McCall St. Brewer
Well-Known Member
I am 51, but SWMBO is only 37. She is reading about all the hoopla surrounding the 40th anniversary of Neil Armstrong's setting foot on the moon and can't figure out what all the fuss is about. Now Walter Cronkite has died and she is wondering why everyone is all upset about that.
Did things change that much in just a few short years? I am not doing very well at explaining to her just how big the NASA missions during the 60's were. Today not very many people even pay attention to the space shuttle missions unless a disaster happens, but back in those days the eyes of the whole world (including mine) were on everything NASA (and the Soviet space agency) did.
I remember like it was yesterday sitting on the living room floor in front of our 19" b & w television. I would spend hour after hour staring at the image of those Mercury/Atlas rockets sitting on the pad at Cape Canaveral, while NASA worked through one seemingly endless delay after another. All the while I would have Walter Cronkite's reassuring voice providing all the latest updates.

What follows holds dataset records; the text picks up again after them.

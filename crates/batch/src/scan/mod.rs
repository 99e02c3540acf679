//! Range scanning.
//!
//! Walks a user's uploads between two timestamps, filters each record,
//! converts its capture time and hands it to [`attempt_edit`](crate::edit::attempt_edit).
//! The primary entry point is [`scan`], which streams one [`ScanEvent`] per
//! record as it goes.

mod event;
mod stream;

pub use self::event::{RecordOutcome, ScanEvent, ScanSummary};
pub use self::stream::{DEFAULT_PAGE_SIZE, DEFAULT_RECORD_PACING, ScanSettings, scan};
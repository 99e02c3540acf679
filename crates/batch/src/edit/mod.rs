//! Guarded rewriting of a single file page.
//!
//! [`attempt_edit`] fetches a page, locates its `date` field outside any
//! opaque regions, splices in the converted timestamp and saves with
//! optimistic concurrency, retrying only failed saves. Edits are paced by a
//! [`RateLimiter`], usually obtained from [`RateLimits`] so that every run for
//! the same user shares one.

mod editor;
pub mod error;
mod rate;

pub use self::editor::{DEFAULT_MAX_ATTEMPTS, DEFAULT_SUMMARY, DEFAULT_TEMPLATE, EditSettings, attempt_edit};
pub use self::rate::{DEFAULT_EDIT_INTERVAL, RateLimiter, RateLimits};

Usually, but not always, the countdowns would resume at last and the liftoff would occur. It never seemed like anything would go right with the Mercury's.
When the Gemini program started I was older and in school, so it seemed like many of the launches were during the day time when I could no longer watch. But I would look forward all day to the CBS evening news where they would replay the launches. If a mission happened during summer vacation, I would stayed glued to the set watching space walks and rendevous's and dockings with Thor/Agenas.
After watching the struggles of the Mercury and Gemini missions, the Apollo missions that followed the tragic Apollo 1 were simply amazing. NASA had really gotten their sh*t together by then, and it was breathtaking all the amazing things they could do by then.
I remember sitting in a Holiday Inn with my family on the night of July 20, 1969 (we were, believe it or not, on the way to Florida that summer, where as part of our family vacation were were going to take a tour of the Kennedy Space Center) watching the grainy black and white images of Neil Armstrong climbing down the ladder and setting foot on the moon.
CBS showed shots from all over the world as people everywhere watched and cheered for the astronauts.
I am surprised that a few short years could make so much difference that my wife has such a hard time relating to how huge that was. No one had to explain anything to her when Michael Jackson died.
NASA is working on a new program to get us back to the moon now, but I wonder how many people are even aware of it? If you had told me back in 1969 that 40 years later we had not even tried to go to Mars, I would have thought you were crazy.
Did things change that much in just a few short years? I am not doing very well at explaining to her just how big the NASA missions during the 60's were. Today not very many people even pay attention to the space shuttle missions unless a disaster happens, but back in those days the eyes of the whole world (including mine) were on everything NASA (and the Soviet space agency) did.
I remember like it was yesterday sitting on the living room floor in front of our 19" b & w television. I would spend hour after hour staring at the image of those Mercury/Atlas rockets sitting on the pad at Cape Canaveral, while NASA worked through one seemingly endless delay after another. All the while I would have Walter Cronkite's reassuring voice providing all the latest updates.
Usually, but not always, the countdowns would resume at last and the liftoff would occur. It never seemed like anything would go right with the Mercury's.
When the Gemini program started I was older and in school, so it seemed like many of the launches were during the day time when I could no longer watch. But I would look forward all day to the CBS evening news where they would replay the launches. If a mission happened during summer vacation, I would stayed glued to the set watching space walks and rendevous's and dockings with Thor/Agenas.
After watching the struggles of the Mercury and Gemini missions, the Apollo missions that followed the tragic Apollo 1 were simply amazing. NASA had really gotten their sh*t together by then, and it was breathtaking all the amazing things they could do by then.
I remember sitting in a Holiday Inn with my family on the night of July 20, 1969 (we were, believe it or not, on the way to Florida that summer, where as part of our family vacation were were going to take a tour of the Kennedy Space Center) watching the grainy black and white images of Neil Armstrong climbing down the ladder and setting foot on the moon.
CBS showed shots from all over the world as people everywhere watched and cheered for the astronauts.
I am surprised that a few short years could make so much difference that my wife has such a hard time relating to how huge that was. No one had to explain anything to her when Michael Jackson died.
NASA is working on a new program to get us back to the moon now, but I wonder how many people are even aware of it? If you had told me back in 1969 that 40 years later we had not even tried to go to Mars, I would have thought you were crazy.